INSTRUCTIONS TO FOLLOW - Keep only the lines of the data below that contain "tracing", and copy them.

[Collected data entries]
____________

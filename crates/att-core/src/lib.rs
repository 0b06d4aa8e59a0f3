//! Core domain logic for OTP-verified attendance.
//!
//! This crate contains the fundamental types and logic for:
//! - Credentials: deriving and verifying time-based one-time codes
//! - Attendance: the per-day arrival/departure sequence
//! - Reports: daily summaries, history and range exports
//!
//! Storage is abstracted behind [`AttendanceStore`]; see `att-db` for the
//! SQLite implementation.

pub mod engine;
mod error;
pub mod report;
pub mod store;
pub mod totp;
mod types;
pub mod zone;

pub use engine::{Attendance, MarkOutcome, Recorded, Rejection, daily_status, set_alias};
pub use error::EngineError;
pub use store::{AttendanceStore, MemoryStore, StoreError};
pub use totp::{Secret, SecretError};
pub use types::{
    Alias, AttendanceEvent, DailyStatus, EventKind, Identity, NewAttendanceEvent, PersonName,
    UserId, ValidationError, format_duration,
};
pub use zone::{ReferenceZone, ZoneError};
//! Storage layer for attendance tracking.
//!
//! Provides persistence for attendance events and aliases using `rusqlite`,
//! and implements [`AttendanceStore`] for the engine.
//!
//! # Thread Safety
//!
//! The [`Database`] type wraps a `rusqlite::Connection`, which is `Send` but not `Sync`.
//! Concurrent submitters should each open their own `Database` on the same file.
//! SQLite serializes their writes, and the `UNIQUE(user_id, date, kind)`
//! constraint decides which of two racing inserts wins. A busy timeout makes
//! writers wait for each other instead of failing with `SQLITE_BUSY`.
//!
//! # Schema
//!
//! ## Timestamp Format
//!
//! Timestamps are stored as TEXT in RFC 3339 UTC format with millisecond
//! precision (e.g., `2025-01-06T01:55:00.000Z`), so lexicographic ordering
//! matches chronological ordering.
//!
//! ## Dates
//!
//! The `date` column is the calendar date (`YYYY-MM-DD`) of the timestamp in
//! the reference zone, computed by the engine at write time. All date-range
//! queries filter on this column, never on the timestamp.

use std::path::Path;
use std::time::Duration;

use att_core::{
    Alias, AttendanceEvent, AttendanceStore, EventKind, NewAttendanceEvent, PersonName,
    StoreError, UserId,
};
use chrono::{DateTime, NaiveDate, SecondsFormat, Utc};
use rusqlite::{Connection, OptionalExtension, ToSql, params};
use thiserror::Error;

/// How long a writer waits for a competing connection's lock.
const BUSY_TIMEOUT: Duration = Duration::from_secs(5);

const EVENT_COLUMNS: &str =
    "id, user_id, username, first_name, last_name, timestamp, kind, date";

/// Database errors.
#[derive(Debug, Error)]
pub enum DbError {
    /// An error from the underlying database.
    #[error("sqlite error: {0}")]
    Sqlite(#[from] rusqlite::Error),
    /// The `(user_id, date, kind)` slot is already taken.
    #[error("{kind} already recorded for user {user_id} on {date}")]
    Duplicate {
        user_id: UserId,
        date: NaiveDate,
        kind: EventKind,
    },
    /// Failed to parse an event timestamp.
    #[error("invalid timestamp for event {event_id}: {timestamp}")]
    TimestampParse {
        event_id: i64,
        timestamp: String,
        #[source]
        source: chrono::ParseError,
    },
    /// Failed to parse a stored column value.
    #[error("invalid event data for {event_id}: {message}")]
    InvalidEventData { event_id: i64, message: String },
}

impl From<DbError> for StoreError {
    fn from(err: DbError) -> Self {
        match err {
            DbError::Duplicate {
                user_id,
                date,
                kind,
            } => Self::Duplicate {
                user_id,
                date,
                kind,
            },
            other => Self::Backend(Box::new(other)),
        }
    }
}

/// Database connection wrapper.
///
/// See the [module documentation](self) for thread safety considerations.
pub struct Database {
    conn: Connection,
}

/// An attendance row as stored, before parsing.
struct EventRow {
    id: i64,
    user_id: i64,
    username: String,
    first_name: String,
    last_name: Option<String>,
    timestamp: String,
    kind: String,
    date: String,
}

impl Database {
    /// Opens a database at the given path, creating it if necessary.
    ///
    /// The database schema is automatically initialized on first open.
    pub fn open(path: &Path) -> Result<Self, DbError> {
        let conn = Connection::open(path)?;
        conn.busy_timeout(BUSY_TIMEOUT)?;
        let db = Self { conn };
        db.init()?;
        Ok(db)
    }

    /// Opens an in-memory database.
    ///
    /// Useful for testing. The database is destroyed when the connection closes.
    pub fn open_in_memory() -> Result<Self, DbError> {
        let conn = Connection::open_in_memory()?;
        let db = Self { conn };
        db.init()?;
        Ok(db)
    }

    /// Initializes the database schema.
    ///
    /// This is idempotent - safe to call on an already-initialized database.
    fn init(&self) -> Result<(), DbError> {
        self.conn.execute_batch(
            "
            -- Attendance events: at most one arrival and one departure per user per date
            -- timestamp: RFC 3339 UTC (e.g., '2025-01-06T01:55:00.000Z')
            -- date: calendar date in the reference zone (e.g., '2025-01-06')
            CREATE TABLE IF NOT EXISTS attendance (
                id INTEGER PRIMARY KEY AUTOINCREMENT,
                user_id INTEGER NOT NULL,
                username TEXT NOT NULL,
                first_name TEXT NOT NULL,
                last_name TEXT,
                timestamp TEXT NOT NULL,
                kind TEXT NOT NULL CHECK (kind IN ('arrival', 'departure')),
                date TEXT NOT NULL,
                UNIQUE (user_id, date, kind)
            );

            CREATE INDEX IF NOT EXISTS idx_attendance_user_date ON attendance(user_id, date);
            CREATE INDEX IF NOT EXISTS idx_attendance_date ON attendance(date);

            CREATE TABLE IF NOT EXISTS alias (
                user_id INTEGER PRIMARY KEY,
                first_name TEXT NOT NULL,
                last_name TEXT
            );
            ",
        )?;
        Ok(())
    }

    /// Inserts an event, failing with [`DbError::Duplicate`] if its slot is taken.
    pub fn insert_event(&self, event: &NewAttendanceEvent) -> Result<AttendanceEvent, DbError> {
        let result = self.conn.execute(
            "
            INSERT INTO attendance (user_id, username, first_name, last_name, timestamp, kind, date)
            VALUES (?, ?, ?, ?, ?, ?, ?)
            ",
            params![
                event.user_id.get(),
                event.username,
                event.name.first,
                event.name.last,
                format_timestamp(event.timestamp),
                event.kind.as_str(),
                event.date.to_string(),
            ],
        );
        match result {
            Ok(_) => {}
            Err(err) if is_unique_violation(&err) => {
                return Err(DbError::Duplicate {
                    user_id: event.user_id,
                    date: event.date,
                    kind: event.kind,
                });
            }
            Err(err) => return Err(err.into()),
        }
        let id = self.conn.last_insert_rowid();
        tracing::debug!(id, user_id = %event.user_id, kind = %event.kind, "inserted attendance event");
        Ok(AttendanceEvent::from_new(id, event.clone()))
    }

    /// Lists one user's events on a date.
    pub fn events_for_user_on(
        &self,
        user_id: UserId,
        date: NaiveDate,
    ) -> Result<Vec<AttendanceEvent>, DbError> {
        self.query_events(
            "user_id = ? AND date = ?",
            params![user_id.get(), date.to_string()],
        )
    }

    /// Lists all events on a date.
    pub fn events_on(&self, date: NaiveDate) -> Result<Vec<AttendanceEvent>, DbError> {
        self.query_events("date = ?", params![date.to_string()])
    }

    /// Lists events dated within a range.
    ///
    /// The range is inclusive of both `start` and `end`.
    pub fn events_between(
        &self,
        start: NaiveDate,
        end: NaiveDate,
    ) -> Result<Vec<AttendanceEvent>, DbError> {
        if end < start {
            return Ok(Vec::new());
        }
        self.query_events(
            "date BETWEEN ? AND ?",
            params![start.to_string(), end.to_string()],
        )
    }

    /// Lists one user's events dated on or after `since`.
    pub fn events_for_user_since(
        &self,
        user_id: UserId,
        since: NaiveDate,
    ) -> Result<Vec<AttendanceEvent>, DbError> {
        self.query_events(
            "user_id = ? AND date >= ?",
            params![user_id.get(), since.to_string()],
        )
    }

    /// Creates or replaces a user's alias.
    pub fn upsert_alias(&self, alias: &Alias) -> Result<(), DbError> {
        self.conn.execute(
            "
            INSERT INTO alias (user_id, first_name, last_name)
            VALUES (?, ?, ?)
            ON CONFLICT(user_id) DO UPDATE SET
                first_name = excluded.first_name,
                last_name = excluded.last_name
            ",
            params![alias.user_id.get(), alias.name.first, alias.name.last],
        )?;
        Ok(())
    }

    /// Looks up a user's alias.
    pub fn alias(&self, user_id: UserId) -> Result<Option<Alias>, DbError> {
        let alias = self
            .conn
            .query_row(
                "SELECT first_name, last_name FROM alias WHERE user_id = ?",
                [user_id.get()],
                |row| {
                    Ok(PersonName {
                        first: row.get(0)?,
                        last: row.get(1)?,
                    })
                },
            )
            .optional()?;
        Ok(alias.map(|name| Alias { user_id, name }))
    }

    /// Runs an attendance query ordered by date, then timestamp.
    fn query_events(
        &self,
        filter: &str,
        params: &[&dyn ToSql],
    ) -> Result<Vec<AttendanceEvent>, DbError> {
        let sql = format!(
            "SELECT {EVENT_COLUMNS} FROM attendance WHERE {filter} ORDER BY date ASC, timestamp ASC, id ASC"
        );
        let mut stmt = self.conn.prepare(&sql)?;
        let rows = stmt.query_map(params, |row| {
            Ok(EventRow {
                id: row.get(0)?,
                user_id: row.get(1)?,
                username: row.get(2)?,
                first_name: row.get(3)?,
                last_name: row.get(4)?,
                timestamp: row.get(5)?,
                kind: row.get(6)?,
                date: row.get(7)?,
            })
        })?;
        let mut events = Vec::new();
        for row in rows {
            events.push(parse_event(row?)?);
        }
        tracing::debug!(filter, count = events.len(), "queried attendance events");
        Ok(events)
    }
}

impl AttendanceStore for Database {
    fn insert_event(&self, event: &NewAttendanceEvent) -> Result<AttendanceEvent, StoreError> {
        Ok(Self::insert_event(self, event)?)
    }

    fn events_for_user_on(
        &self,
        user_id: UserId,
        date: NaiveDate,
    ) -> Result<Vec<AttendanceEvent>, StoreError> {
        Ok(Self::events_for_user_on(self, user_id, date)?)
    }

    fn events_on(&self, date: NaiveDate) -> Result<Vec<AttendanceEvent>, StoreError> {
        Ok(Self::events_on(self, date)?)
    }

    fn events_between(
        &self,
        start: NaiveDate,
        end: NaiveDate,
    ) -> Result<Vec<AttendanceEvent>, StoreError> {
        Ok(Self::events_between(self, start, end)?)
    }

    fn events_for_user_since(
        &self,
        user_id: UserId,
        since: NaiveDate,
    ) -> Result<Vec<AttendanceEvent>, StoreError> {
        Ok(Self::events_for_user_since(self, user_id, since)?)
    }

    fn upsert_alias(&self, alias: &Alias) -> Result<(), StoreError> {
        Ok(Self::upsert_alias(self, alias)?)
    }

    fn alias(&self, user_id: UserId) -> Result<Option<Alias>, StoreError> {
        Ok(Self::alias(self, user_id)?)
    }
}

fn is_unique_violation(err: &rusqlite::Error) -> bool {
    matches!(
        err,
        rusqlite::Error::SqliteFailure(failure, _)
            if failure.extended_code == rusqlite::ffi::SQLITE_CONSTRAINT_UNIQUE
    )
}

fn parse_event(row: EventRow) -> Result<AttendanceEvent, DbError> {
    let timestamp = parse_timestamp(&row.timestamp, row.id)?;
    let kind: EventKind = row.kind.parse().map_err(|err: att_core::ValidationError| {
        DbError::InvalidEventData {
            event_id: row.id,
            message: err.to_string(),
        }
    })?;
    let date = row
        .date
        .parse::<NaiveDate>()
        .map_err(|err| DbError::InvalidEventData {
            event_id: row.id,
            message: format!("invalid date {}: {err}", row.date),
        })?;
    Ok(AttendanceEvent {
        id: row.id,
        user_id: UserId::new(row.user_id),
        username: row.username,
        name: PersonName {
            first: row.first_name,
            last: row.last_name,
        },
        timestamp,
        kind,
        date,
    })
}

fn parse_timestamp(timestamp: &str, event_id: i64) -> Result<DateTime<Utc>, DbError> {
    DateTime::parse_from_rfc3339(timestamp)
        .map(|parsed| parsed.with_timezone(&Utc))
        .map_err(|source| DbError::TimestampParse {
            event_id,
            timestamp: timestamp.to_string(),
            source,
        })
}

fn format_timestamp(timestamp: DateTime<Utc>) -> String {
    timestamp.to_rfc3339_opts(SecondsFormat::Millis, true)
}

____________

ANSWER SPACE -
        tracing::debug!(id, user_id = %event.user_id, kind = %event.kind, "inserted attendance event");
        tracing::debug!(filter, count = events.len(), "queried attendance events");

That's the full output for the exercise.